Colocalization of heparin and receptor binding sites on keratinocyte growth factor

Abstract

Keratinocyte growth factor (KGF) is a member of the fibroblast growth factor (FGF) family. FGFs are also known as heparin-binding growth factors because they bind to heparin and their physical and biological properties are modulated by heparin. Consistent with a role as a paracrine effector, KGF is produced by cells of mesenchymal origin but is active primarily, if not exclusively, on epithelial cells. KGF is involved in a variety of physiological processes, including proliferation, differentiation, wound healing, and cytoprotection. To identify regions in KGF that contribute to heparin and tyrosine kinase receptor interactions, nine peptides spanning defined motifs in the predicted structure of KGF were synthesized, and their heparin and receptor binding properties were analyzed.
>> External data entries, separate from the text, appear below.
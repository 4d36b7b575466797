//! jobpatra-minify — the dataset normalizer.
//!
//! Reads a JavaScript data file made of `window.<name>Companies = [ ... ];`
//! assignments and produces the minified, sorted form:
//!
//! ```text
//! source ──► quotes (legacy, opt-in) ──► extract ──► literal ──► sort
//!                                                       │
//!        output ◄── postprocess ◄── serialize ◄─────────┘
//! ```
//!
//! Blocks that do not parse as literal data are carried through verbatim.
//! See [`normalizer::Normalizer`] for the entry point.

pub mod extract;
pub mod literal;
pub mod normalizer;
pub mod postprocess;
pub mod quotes;

pub use extract::{Block, BlockPattern};
pub use literal::{parse_value, LiteralError, LiteralErrorKind};
pub use normalizer::{normalize, BlockError, Fallback, NormalizeReport, Normalizer};
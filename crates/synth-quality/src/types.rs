//! Result types produced by a quality analysis run.
//!
//! Everything here is plain data: created once per run, never mutated
//! afterwards, and serializable to JSON for reports.

use crate::loader::LoadStrategy;
use serde::{Deserialize, Serialize};

/// How a column is treated by the analysis stages.
#[derive(Debug, Clone, Copy, PartialEq, Eq, Hash, Serialize, Deserialize)]
#[serde(rename_all = "snake_case")]
pub enum ColumnKind {
    Numeric,
    Categorical,
}

/// Per-column structure and cardinality.
#[derive(Debug, Clone, PartialEq, Serialize, Deserialize)]
pub struct ColumnProfile {
    pub name: String,
    /// Storage dtype as reported by the table.
    pub dtype: String,
    pub kind: ColumnKind,
    pub non_null_count: usize,
    pub missing_count: usize,
    /// Distinct values, missing excluded.
    pub distinct_count: usize,
    /// `distinct_count / rows`, 0 for an empty table.
    pub distinct_ratio: f64,
}

impl ColumnProfile {
    pub fn is_numeric(&self) -> bool {
        self.kind == ColumnKind::Numeric
    }

    /// Distinct ratio as a percentage.
    pub fn distinct_percent(&self) -> f64 {
        self.distinct_ratio * 100.0
    }
}

/// Dataset shape and size.
#[derive(Debug, Clone, PartialEq, Serialize, Deserialize)]
pub struct BasicInfo {
    pub rows: usize,
    pub columns: usize,
    /// Estimated in-memory size of the table.
    pub memory_usage_kb: f64,
    /// Size of the raw input, when the table came from the loader.
    pub file_size_kb: Option<f64>,
    #[serde(skip_serializing_if = "Option::is_none")]
    pub load_strategy: Option<LoadStrategy>,
    #[serde(default, skip_serializing_if = "Vec::is_empty")]
    pub load_diagnostics: Vec<String>,
}

#[derive(Debug, Clone, PartialEq, Serialize, Deserialize)]
pub struct MissingValueStat {
    pub column: String,
    pub count: usize,
    pub percent: f64,
}

#[derive(Debug, Clone, PartialEq, Serialize, Deserialize)]
pub struct EmptyStringStat {
    pub column: String,
    pub count: usize,
}

/// Missing values, duplicate rows and blank strings.
#[derive(Debug, Clone, Default, PartialEq, Serialize, Deserialize)]
pub struct QualityAssessment {
    /// One entry per column, in table order.
    pub missing_values: Vec<MissingValueStat>,
    pub total_missing: usize,
    pub duplicate_count: usize,
    pub duplicate_percent: f64,
    /// Categorical columns with at least one blank value only.
    pub empty_strings: Vec<EmptyStringStat>,
}

impl QualityAssessment {
    /// Columns with at least one missing value.
    pub fn columns_with_missing(&self) -> impl Iterator<Item = &MissingValueStat> {
        self.missing_values.iter().filter(|m| m.count > 0)
    }
}

/// Distribution summary of one numeric column.
#[derive(Debug, Clone, PartialEq, Serialize, Deserialize)]
pub struct NumericSummary {
    pub column: String,
    pub count: usize,
    pub min: f64,
    pub q1: f64,
    pub median: f64,
    pub q3: f64,
    pub max: f64,
    pub mean: f64,
    /// Sample standard deviation; absent with fewer than two values.
    pub std: Option<f64>,
    pub outlier_count: usize,
    /// Outliers as a percentage of all rows, missing included.
    pub outlier_percent: f64,
    pub lower_bound: f64,
    pub upper_bound: f64,
}

#[derive(Debug, Clone, PartialEq, Serialize, Deserialize)]
pub struct ValueCount {
    pub value: String,
    pub count: usize,
}

/// Frequency summary of one categorical column.
#[derive(Debug, Clone, PartialEq, Serialize, Deserialize)]
pub struct CategoricalSummary {
    pub column: String,
    pub distinct_count: usize,
    pub mode: Option<String>,
    /// Most frequent values by count, ties in first-seen order.
    pub top_values: Vec<ValueCount>,
}

#[derive(Debug, Clone, Default, PartialEq, Serialize, Deserialize)]
pub struct StatisticalSummary {
    pub numeric: Vec<NumericSummary>,
    pub categorical: Vec<CategoricalSummary>,
}

/// A strongly correlated pair of numeric columns.
#[derive(Debug, Clone, PartialEq, Serialize, Deserialize)]
pub struct Correlation {
    pub column_a: String,
    pub column_b: String,
    pub coefficient: f64,
}

/// Sub-scores and overall score, each in `[0, 100]`.
#[derive(Debug, Clone, PartialEq, Serialize, Deserialize)]
pub struct QualityScores {
    pub completeness: f64,
    pub uniqueness: f64,
    pub consistency: f64,
    pub range_validity: f64,
    pub overall: f64,
}

/// Complete output of one analysis run.
#[derive(Debug, Clone, PartialEq, Serialize, Deserialize)]
pub struct AnalysisResult {
    pub basic_info: BasicInfo,
    pub column_info: Vec<ColumnProfile>,
    pub quality_assessment: QualityAssessment,
    pub statistical_summary: StatisticalSummary,
    pub consistency_issues: Vec<String>,
    pub correlations: Vec<Correlation>,
    pub range_issues: Vec<String>,
    pub quality_scores: QualityScores,
    pub recommendations: Vec<String>,
}

impl AnalysisResult {
    pub fn column(&self, name: &str) -> Option<&ColumnProfile> {
        self.column_info.iter().find(|c| c.name == name)
    }

    pub fn numeric_columns(&self) -> impl Iterator<Item = &ColumnProfile> {
        self.column_info.iter().filter(|c| c.is_numeric())
    }

    pub fn categorical_columns(&self) -> impl Iterator<Item = &ColumnProfile> {
        self.column_info.iter().filter(|c| !c.is_numeric())
    }
}
//! Quality scores and recommendations.
//!
//! Scores are in `[0, 100]`:
//!
//! | score          | formula                                         |
//! |----------------|-------------------------------------------------|
//! | completeness   | `(1 - missing_cells / cells) * 100`             |
//! | uniqueness     | `min(100, sum(distinct per column) / cells * 100)` |
//! | consistency    | `max(0, 100 - penalty * consistency_issues)`    |
//! | range_validity | `max(0, 100 - penalty * range_issues)`          |
//! | overall        | mean of the four                                |

mod recommendations;

pub use recommendations::{RecommendationEngine, RecommendationInputs};

use crate::config::AnalyzerConfig;
use crate::types::{ColumnProfile, QualityScores};

pub struct QualityScorer;

impl QualityScorer {
    pub fn score(
        rows: usize,
        profiles: &[ColumnProfile],
        consistency_issue_count: usize,
        range_issue_count: usize,
        config: &AnalyzerConfig,
    ) -> QualityScores {
        let cells = rows * profiles.len();
        let missing: usize = profiles.iter().map(|p| p.missing_count).sum();
        let distinct: usize = profiles.iter().map(|p| p.distinct_count).sum();

        let (completeness, uniqueness) = if cells == 0 {
            (100.0, 0.0)
        } else {
            let cells = cells as f64;
            (
                (1.0 - missing as f64 / cells) * 100.0,
                (distinct as f64 / cells * 100.0).min(100.0),
            )
        };

        let consistency =
            (100.0 - config.consistency_penalty * consistency_issue_count as f64).max(0.0);
        let range_validity = (100.0 - config.range_penalty * range_issue_count as f64).max(0.0);
        let overall = (completeness + uniqueness + consistency + range_validity) / 4.0;

        QualityScores {
            completeness,
            uniqueness,
            consistency,
            range_validity,
            overall,
        }
    }
}

#[cfg(test)]
mod tests {
    use super::*;
    use crate::types::ColumnKind;

    fn profile(name: &str, missing: usize, distinct: usize, rows: usize) -> ColumnProfile {
        ColumnProfile {
            name: name.to_string(),
            dtype: "i64".to_string(),
            kind: ColumnKind::Numeric,
            non_null_count: rows - missing,
            missing_count: missing,
            distinct_count: distinct,
            distinct_ratio: distinct as f64 / rows as f64,
        }
    }

    #[test]
    fn test_complete_table_scores_full_completeness() {
        let profiles = vec![profile("a", 0, 4, 4), profile("b", 0, 4, 4)];
        let scores = QualityScorer::score(4, &profiles, 0, 0, &AnalyzerConfig::default());
        assert_eq!(scores.completeness, 100.0);
        assert_eq!(scores.uniqueness, 100.0);
        assert_eq!(scores.overall, 100.0);
    }

    #[test]
    fn test_missing_cells_lower_completeness() {
        let profiles = vec![profile("a", 1, 3, 4), profile("b", 0, 2, 4)];
        let scores = QualityScorer::score(4, &profiles, 0, 0, &AnalyzerConfig::default());
        assert!((scores.completeness - 87.5).abs() < 1e-12);
        assert!((scores.uniqueness - 62.5).abs() < 1e-12);
        assert!(scores.completeness < 100.0);
    }

    #[test]
    fn test_penalties_clamp_at_zero() {
        let profiles = vec![profile("a", 0, 4, 4)];
        let scores = QualityScorer::score(4, &profiles, 3, 10, &AnalyzerConfig::default());
        assert_eq!(scores.consistency, 70.0);
        assert_eq!(scores.range_validity, 0.0);
    }

    #[test]
    fn test_overall_is_mean_of_subscores() {
        let profiles = vec![profile("a", 2, 1, 4)];
        let s = QualityScorer::score(4, &profiles, 1, 1, &AnalyzerConfig::default());
        let expected = (s.completeness + s.uniqueness + s.consistency + s.range_validity) / 4.0;
        assert!((s.overall - expected).abs() < 1e-12);
    }

    #[test]
    fn test_empty_table_does_not_divide_by_zero() {
        let scores = QualityScorer::score(0, &[], 0, 0, &AnalyzerConfig::default());
        assert_eq!(scores.completeness, 100.0);
        assert_eq!(scores.uniqueness, 0.0);
        assert!(scores.overall.is_finite());
    }
}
Peptides at the amino and carboxyl termini bound heparin, and one peptide showed relative binding comparable to that of KGF. Competitive binding studies showed that this peptide along with two other overlapping peptides specifically displaced KGF bound to the KGF receptor. These three peptides were also selectively recognized by a neutralizing monoclonal antibody against KGF, though only in the presence of heparin. Together, these data suggest that the sites for heparin and receptor binding both reside in the amino and carboxyl termini of KGF, which are spatially juxtaposed in the predicted three-dimensional structure of this molecule.